[Records from a data source]
┌──

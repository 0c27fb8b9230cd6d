use crate::chunk::{
    expect_chunk, expect_type, parse_header, read_payload, read_type, INFO, LIST, PDTA, RIFF,
    SDTA, SFBK,
};
use crate::error::{Error, Result};
use crate::hydra::Hydra;
use crate::info::{display_text, Info};
use crate::samples::SampleData;
use log::{debug, info};
use std::fs;
use std::io::{BufReader, Read};
use std::path::Path;

/// A decoded SoundFont 2 bank.
#[derive(Debug, Clone, PartialEq, Eq)]
pub struct SoundFont {
    pub info: Info,
    pub sample_data: SampleData,
    pub hydra: Hydra,
}

impl SoundFont {
    /// Decodes a whole bank from `reader`, which must be positioned at the
    /// `RIFF` header. Anything after the `pdta` list is ignored.
    pub fn read<R: Read>(reader: &mut R) -> Result<SoundFont> {
        let (id, len) = parse_header(reader)?;
        if id.value != RIFF.value {
            return Err(Error::UnexpectedFormat {
                expected: RIFF,
                found: id,
            });
        }
        let riff = read_payload(reader, id, len)?;
        let mut body = riff.reader();
        let form = read_type(&mut body)?;
        if form.value != SFBK.value {
            return Err(Error::UnexpectedFormat {
                expected: SFBK,
                found: form,
            });
        }

        let list = expect_chunk(&mut body, LIST)?;
        let mut list_body = list.reader();
        expect_type(&mut list_body, INFO)?;
        let info = Info::read(&mut list_body)?;

        let list = expect_chunk(&mut body, LIST)?;
        let mut list_body = list.reader();
        expect_type(&mut list_body, SDTA)?;
        let sample_data = SampleData::read(&mut list_body)?;

        let list = expect_chunk(&mut body, LIST)?;
        let mut list_body = list.reader();
        expect_type(&mut list_body, PDTA)?;
        let hydra = Hydra::read(&mut list_body)?;

        let rest = riff.len() as u64 - body.position();
        if rest > 0 {
            debug!("ignoring {} bytes after pdta", rest);
        }

        Ok(SoundFont {
            info,
            sample_data,
            hydra,
        })
    }

    pub fn open(path: &Path) -> Result<SoundFont> {
        let file = fs::File::open(path)?;
        SoundFont::read(&mut BufReader::new(file))
    }

    /// Logs the bank metadata, array sizes and every preset.
    pub fn dump(&self) {
        let i = &self.info;
        info!("Name: {}", display_text(&i.name));
        info!("Version: {}", i.version);
        info!("Engine: {}", display_text(&i.engine));
        if !i.rom.is_empty() {
            match &i.rom_version {
                Some(v) => info!("ROM: {} {}", display_text(&i.rom), v),
                None => info!("ROM: {}", display_text(&i.rom)),
            }
        }
        for (label, value) in [
            ("Created", &i.creation_date),
            ("Engineers", &i.engineers),
            ("Product", &i.product),
            ("Copyright", &i.copyright),
            ("Comments", &i.comments),
            ("Software", &i.software),
        ]
        .iter()
        {
            if !value.is_empty() {
                info!("{}: {}", label, display_text(value));
            }
        }
        info!(
            "Samples: {} ({} bit)",
            self.sample_data.len(),
            if self.sample_data.is_24_bit() { 24 } else { 16 }
        );
        let h = &self.hydra;
        info!(
            "Presets: {}, instruments: {}, sample headers: {}",
            h.presets.len().saturating_sub(1),
            h.instruments.len().saturating_sub(1),
            h.samples.len().saturating_sub(1)
        );
    }
}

└──

About this task: Each record above must be restated in full, word for word.

Answer:
repository 0c27fb8b9230cd6d
use crate::chunk::{
    expect_chunk, expect_type, parse_header, read_payload, read_type, INFO, LIST, PDTA, RIFF,
    SDTA, SFBK,
};
use crate::error::{Error, Result};
use crate::hydra::Hydra;
use crate::info::{display_text, Info};
use crate::samples::SampleData;
use log::{debug, info};
use std::fs;
use std::io::{BufReader, Read};
use std::path::Path;

/// A decoded SoundFont 2 bank.
#[derive(Debug, Clone, PartialEq, Eq)]
pub struct SoundFont {
    pub info: Info,
    pub sample_data: SampleData,
    pub hydra: Hydra,
}

impl SoundFont {
    /// Decodes a whole bank from `reader`, which must be positioned at the
    /// `RIFF` header. Anything after the `pdta` list is ignored.
    pub fn read<R: Read>(reader: &mut R) -> Result<SoundFont> {
        let (id, len) = parse_header(reader)?;
        if id.value != RIFF.value {
            return Err(Error::UnexpectedFormat {
                expected: RIFF,
                found: id,
            });
        }
        let riff = read_payload(reader, id, len)?;
        let mut body = riff.reader();
        let form = read_type(&mut body)?;
        if form.value != SFBK.value {
            return Err(Error::UnexpectedFormat {
                expected: SFBK,
                found: form,
            });
        }

        let list = expect_chunk(&mut body, LIST)?;
        let mut list_body = list.reader();
        expect_type(&mut list_body, INFO)?;
        let info = Info::read(&mut list_body)?;

        let list = expect_chunk(&mut body, LIST)?;
        let mut list_body = list.reader();
        expect_type(&mut list_body, SDTA)?;
        let sample_data = SampleData::read(&mut list_body)?;

        let list = expect_chunk(&mut body, LIST)?;
        let mut list_body = list.reader();
        expect_type(&mut list_body, PDTA)?;
        let hydra = Hydra::read(&mut list_body)?;

        let rest = riff.len() as u64 - body.position();
        if rest > 0 {
            debug!("ignoring {} bytes after pdta", rest);
        }

        Ok(SoundFont {
            info,
            sample_data,
            hydra,
        })
    }

    pub fn open(path: &Path) -> Result<SoundFont> {
        let file = fs::File::open(path)?;
        SoundFont::read(&mut BufReader::new(file))
    }

    /// Logs the bank metadata, array sizes and every preset.
    pub fn dump(&self) {
        let i = &self.info;
        info!("Name: {}", display_text(&i.name));
        info!("Version: {}", i.version);
        info!("Engine: {}", display_text(&i.engine));
        if !i.rom.is_empty() {
            match &i.rom_version {
                Some(v) => info!("ROM: {} {}", display_text(&i.rom), v),
                None => info!("ROM: {}", display_text(&i.rom)),
            }
        }
        for (label, value) in [
            ("Created", &i.creation_date),
            ("Engineers", &i.engineers),
            ("Product", &i.product),
            ("Copyright", &i.copyright),
            ("Comments", &i.comments),
            ("Software", &i.software),
        ]
        .iter()
        {
            if !value.is_empty() {
                info!("{}: {}", label, display_text(value));
            }
        }
        info!(
            "Samples: {} ({} bit)",
            self.sample_data.len(),
            if self.sample_data.is_24_bit() { 24 } else { 16 }
        );
        let h = &self.hydra;
        info!(
            "Presets: {}, instruments: {}, sample headers: {}",
            h.presets.len().saturating_sub(1),
            h.instruments.len().saturating_sub(1),
            h.samples.len().saturating_sub(1)
        );
    }
}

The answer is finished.